I Wanted To Be a Teacher.
With Paul working just down the street in a hospital laboratory, I stayed committed to my secretarial job at The Carnegie Museum of Natural History. I stepped up whenever I could do something more than answer phones and type letters, and I felt good about my contribution.
So when the Education Department needed someone to teach a class about bears to preschoolers on a Saturday morning, I jumped at the chance. My hangover days were behind me, and I was actually excited to get up on a weekend and go into work to teach “Teddy Bears and Me” to three- and four-year-olds.
Children brought their favorite teddy bears, and I showed them pictures of different bears. We played games, we danced, and we had a grand finale parade of teddy bears roaring through the classroom.
I don’t know if the preschoolers enjoyed the class, but I had the time of my life. While I was exhausted after an hour of corralling small children, I felt productive. I felt happy – joyous even – after doing work on a weekend.
And I believed, for the first time in my life, that I’d found my calling. I’d never had more fun doing a job, or felt better about myself after doing a job, than I did after teaching those preschoolers about bears.
I wanted to be a teacher.
I was allowed to teach two more classes at The Carnegie before I made up my mind for sure.
Then, in September of 1990, I quit my truly wonderful job at The Carnegie. With the support of my boss and colleagues, who gave me a fond farewell, I enrolled into Chatham College’s 18-month post-graduate program. If I completed the program, I would have a Pennsylvania teaching certification in early childhood education.
I could hardly wait. I’d spent my entire childhood “teaching” my sisters through Fisher Price toys. I remember making worksheets and educational games for my (poor) sisters to complete when they were in my “class.”
There was nothing more fun for me than teaching. I just hadn’t realized it for the previous ten years.

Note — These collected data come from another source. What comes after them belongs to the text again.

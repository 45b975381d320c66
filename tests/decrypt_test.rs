mod common;

use assert_fs::prelude::*;
use predicates::prelude::*;

use common::{
    PASSPHRASE, csirt, csirt_with_key, encrypt, encrypt_to, history, keys, protected_keys,
};

// ─── Single message decrypt ──────────────────────────────────────

#[test]
fn decrypt_text_prints_plaintext() {
    let dir = assert_fs::TempDir::new().unwrap();

    csirt_with_key(dir.path())
        .args(["decrypt", "--text", &encrypt("incident 4711 confirmed")])
        .assert()
        .success()
        .stdout(predicate::str::contains("incident 4711 confirmed"));
}

#[test]
fn decrypt_reads_stdin() {
    let dir = assert_fs::TempDir::new().unwrap();

    csirt_with_key(dir.path())
        .arg("decrypt")
        .write_stdin(encrypt("Grüße aus dem SOC 🚀"))
        .assert()
        .success()
        .stdout(predicate::str::contains("Grüße aus dem SOC 🚀"));
}

#[test]
fn decrypt_text_records_text_history() {
    let dir = assert_fs::TempDir::new().unwrap();
    let ciphertext = encrypt("recorded");

    csirt_with_key(dir.path())
        .args(["decrypt", "--text", &ciphertext])
        .assert()
        .success();

    let records = history(dir.path());
    assert_eq!(records.len(), 1);
    assert_eq!(records[0]["type"], "text");
    assert_eq!(records[0]["input"], ciphertext.as_str());
    assert_eq!(records[0]["output"], "recorded");
    assert!(records[0].get("filename").is_none());
}

#[test]
fn decrypt_file_records_file_history_and_writes_output() {
    let dir = assert_fs::TempDir::new().unwrap();
    let mail = dir.child("report.eml");
    mail.write_str(&format!("Subject: phishing\n\n{}", encrypt("mail body")))
        .unwrap();
    let out = dir.child("plain.txt");

    csirt_with_key(dir.path())
        .args(["decrypt", mail.path().to_str().unwrap(), "--output"])
        .arg(out.path())
        .assert()
        .success()
        .stdout(predicate::str::contains("written to"));

    out.assert("mail body");
    let records = history(dir.path());
    assert_eq!(records[0]["type"], "file");
    assert_eq!(records[0]["filename"], "report.eml");
}

#[test]
fn whole_key_file_replaces_fragments() {
    let dir = assert_fs::TempDir::new().unwrap();
    let key = dir.child("team.asc");
    key.write_str(&keys().secret_armored).unwrap();

    csirt(dir.path())
        .args(["decrypt", "--text", &encrypt("via key file"), "--key-file"])
        .arg(key.path())
        .assert()
        .success()
        .stdout(predicate::str::contains("via key file"));
}

// ─── Passphrase-protected key ────────────────────────────────────

/// A data dir holding the protected key as a whole key file.
fn protected_key_file(dir: &assert_fs::TempDir) -> std::path::PathBuf {
    let key = dir.child("protected.asc");
    key.write_str(&protected_keys().secret_armored).unwrap();
    key.path().to_path_buf()
}

#[test]
fn protected_key_opens_with_passphrase_flag() {
    let dir = assert_fs::TempDir::new().unwrap();
    let key = protected_key_file(&dir);
    let ciphertext = encrypt_to(&protected_keys().public_armored, "behind a passphrase");

    csirt(dir.path())
        .args(["decrypt", "--text", &ciphertext, "--passphrase", PASSPHRASE, "--key-file"])
        .arg(&key)
        .assert()
        .success()
        .stdout(predicate::str::contains("behind a passphrase"));
}

#[test]
fn protected_key_opens_with_passphrase_env() {
    let dir = assert_fs::TempDir::new().unwrap();
    let key = protected_key_file(&dir);
    let ciphertext = encrypt_to(&protected_keys().public_armored, "from CSIRT_PGP_PASSPHRASE");

    csirt(dir.path())
        .env("CSIRT_PGP_PASSPHRASE", PASSPHRASE)
        .args(["decrypt", "--text", &ciphertext, "--key-file"])
        .arg(&key)
        .assert()
        .success()
        .stdout(predicate::str::contains("from CSIRT_PGP_PASSPHRASE"));
}

#[test]
fn protected_key_opens_with_configured_passphrase_var() {
    let dir = assert_fs::TempDir::new().unwrap();
    dir.child("config.toml")
        .write_str("[key]\npassphrase_var = \"TEAM_KEY_PASS\"\n")
        .unwrap();
    let key = protected_key_file(&dir);
    let ciphertext = encrypt_to(&protected_keys().public_armored, "from the config");

    csirt(dir.path())
        .env("TEAM_KEY_PASS", PASSPHRASE)
        .args(["decrypt", "--text", &ciphertext, "--key-file"])
        .arg(&key)
        .assert()
        .success()
        .stdout(predicate::str::contains("from the config"));
}

#[test]
fn wrong_passphrase_cannot_unlock() {
    let dir = assert_fs::TempDir::new().unwrap();
    let key = protected_key_file(&dir);
    let ciphertext = encrypt_to(&protected_keys().public_armored, "x");

    csirt(dir.path())
        .args(["decrypt", "--text", &ciphertext, "--passphrase", "guess", "--key-file"])
        .arg(&key)
        .assert()
        .failure()
        .stderr(predicate::str::contains("Could not unlock the private key"));

    assert!(!dir.path().join("history.json").exists());
}

#[test]
fn missing_passphrase_cannot_unlock() {
    let dir = assert_fs::TempDir::new().unwrap();
    let key = protected_key_file(&dir);
    let ciphertext = encrypt_to(&protected_keys().public_armored, "x");

    csirt(dir.path())
        .args(["decrypt", "--text", &ciphertext, "--key-file"])
        .arg(&key)
        .assert()
        .failure()
        .stderr(predicate::str::contains("Could not unlock the private key"));
}

// ─── Input validation ────────────────────────────────────────────

#[test]
fn empty_input_is_reported() {
    let dir = assert_fs::TempDir::new().unwrap();

    csirt(dir.path())
        .args(["decrypt", "--text", "   "])
        .assert()
        .failure()
        .stderr(predicate::str::contains("Input seems EMPTY!"));
}

#[test]
fn plain_text_is_not_a_pgp_message() {
    let dir = assert_fs::TempDir::new().unwrap();

    csirt(dir.path())
        .args(["decrypt", "--text", "hello there"])
        .assert()
        .failure()
        .stderr(predicate::str::contains("Enter a valid PGP encrypted text."));
}

#[test]
fn truncated_armor_is_misformed() {
    let dir = assert_fs::TempDir::new().unwrap();
    let ciphertext = encrypt("cut off");
    let truncated: String = ciphertext
        .lines()
        .take_while(|l| !l.starts_with("-----END"))
        .collect::<Vec<_>>()
        .join("\n");

    csirt_with_key(dir.path())
        .args(["decrypt", "--text", &truncated])
        .assert()
        .failure()
        .stderr(predicate::str::contains("Enter a valid input in PGP format."));
}

#[test]
fn indented_armor_is_not_a_pgp_message() {
    let dir = assert_fs::TempDir::new().unwrap();
    let indented: String = encrypt("indented")
        .lines()
        .map(|l| format!("    {l}\n"))
        .collect();

    csirt_with_key(dir.path())
        .args(["decrypt", "--text", &indented])
        .assert()
        .failure()
        .stderr(predicate::str::contains("Enter a valid PGP encrypted text."));
}

#[test]
fn malformed_input_writes_no_history() {
    let dir = assert_fs::TempDir::new().unwrap();

    csirt_with_key(dir.path())
        .args(["decrypt", "--text", "nope"])
        .assert()
        .failure();

    assert!(!dir.path().join("history.json").exists());
}

#[test]
fn missing_fragments_name_the_variables() {
    let dir = assert_fs::TempDir::new().unwrap();

    csirt(dir.path())
        .args(["decrypt", "--text", &encrypt("x")])
        .assert()
        .failure()
        .stderr(predicate::str::contains("Private key not found"))
        .stderr(predicate::str::contains("PGP_KEY_PART1"));
}

#[test]
fn scrambled_fragments_fail_to_unlock() {
    let dir = assert_fs::TempDir::new().unwrap();
    let mut fragments = common::fragments();
    fragments.swap(0, 1);

    let mut cmd = csirt(dir.path());
    for (var, fragment) in common::FRAGMENT_VARS.iter().zip(fragments) {
        cmd.env(var, fragment);
    }
    cmd.args(["decrypt", "--text", &encrypt("x")])
        .assert()
        .failure()
        .stderr(predicate::str::contains("Could not unlock the private key"));
}

#[test]
fn unsupported_extension_is_rejected() {
    let dir = assert_fs::TempDir::new().unwrap();
    let doc = dir.child("message.docx");
    doc.write_str(&encrypt("x")).unwrap();

    csirt_with_key(dir.path())
        .args(["decrypt", doc.path().to_str().unwrap()])
        .assert()
        .failure()
        .stderr(predicate::str::contains("Invalid file type: message.docx"));
}

#[test]
fn missing_file_is_reported() {
    let dir = assert_fs::TempDir::new().unwrap();

    csirt_with_key(dir.path())
        .args(["decrypt", "does-not-exist.pgp"])
        .assert()
        .failure()
        .stderr(predicate::str::contains("File not found"));
}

I remembered standing on a beach in my biker boots and skull rings, soaking in the sun. A little girl, just rollicking in the sand, looked at me – and I smiled. Then she ran, terrified and crying, back to her family. She saw only the drunkard, hardened by alcohol and self-induced trauma.
For a moment, I’d been in touch with my own soul – but when she ran, I vanished as well.

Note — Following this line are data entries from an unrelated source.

use std::io::Read;
use std::path::{Path, PathBuf};

use crate::adapters::history::json_history_store::JsonHistoryStore;
use crate::adapters::history::memory_history_store::MemoryHistoryStore;
use crate::adapters::pgp::rpgp_backend::RpgpBackend;
use crate::cli::KeyArgs;
use crate::cli::context;
use crate::config::app_config::AppConfig;
use crate::core::errors::{Result, ToolkitError};
use crate::core::models::key_material::ArmoredKey;
use crate::core::services::decryptor::Decryptor;
use crate::core::services::history_recorder::HistoryRecorder;
use crate::core::services::key_assembler;

/// Load `config.toml` from the active data directory.
pub fn load_config() -> Result<AppConfig> {
    AppConfig::load(context::data_dir())
}

/// Assemble (or read) the private key and unlock it once for the session.
pub fn unlock_decryptor(key: &KeyArgs, config: &AppConfig) -> Result<Decryptor<RpgpBackend>> {
    let armored = match &key.key_file {
        Some(path) => {
            tracing::debug!(path = %path, "reading whole private key from file");
            ArmoredKey::from_armored(read_existing(Path::new(path))?)
        }
        None => key_assembler::assemble_from_env(&config.key)?,
    };

    let passphrase = key_assembler::resolve_passphrase(key.passphrase.as_deref(), &config.key);
    Decryptor::unlock(
        RpgpBackend::new(),
        &armored,
        passphrase.as_ref().map(|p| p.as_str()),
    )
}

/// History recorder for the configured store. A disabled history still
/// goes through the recorder, backed by a store that lives in memory.
pub fn history_recorder(config: &AppConfig) -> HistoryRecorder {
    if config.history.enabled {
        HistoryRecorder::new(Box::new(JsonHistoryStore::new(
            context::data_dir(),
            &config.history.file,
        )))
    } else {
        tracing::debug!("history disabled, records are kept in memory only");
        HistoryRecorder::new(Box::new(MemoryHistoryStore::new()))
    }
}

/// Read an input file as text, with a clear error if it does not exist.
pub fn read_existing(path: &Path) -> Result<String> {
    if !path.exists() {
        return Err(ToolkitError::FileNotFound {
            path: PathBuf::from(path),
        });
    }
    let bytes = std::fs::read(path)?;
    Ok(String::from_utf8_lossy(&bytes).into_owned())
}

/// Take the command input from `--text`, then FILE, then stdin.
pub fn read_input(file: Option<&str>, text: Option<&str>) -> Result<String> {
    if let Some(text) = text {
        return Ok(text.to_string());
    }
    if let Some(file) = file {
        return read_existing(Path::new(file));
    }
    let mut buf = String::new();
    std::io::stdin().read_to_string(&mut buf)?;
    Ok(buf)
}

/// Write `content` to `path`, or print it to stdout.
pub fn emit(content: &str, path: Option<&str>) -> Result<()> {
    match path {
        Some(p) => {
            std::fs::write(p, content)?;
            Ok(())
        }
        None => {
            print!("{content}");
            if !content.ends_with('\n') {
                println!();
            }
            Ok(())
        }
    }
}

After years of being a drunk and swearing that I didn’t want anything to do with children, I had a year sober – and I’d become myself again. I’d turned my life around to such a degree that not only did I love children the way I had when I was younger, I wanted to spend my entire life with them.
The Chatham College program was going to cost me some money and time, but it would be worth it. I’d take tons of education classes, and I’d be student teaching in only a year.
My parents supported me. Paul supported me. Even The Carnegie supported me, though I’d gone to rehab after six months, then left the job entirely after less than two years.
I still think of that job as the one that saved my life.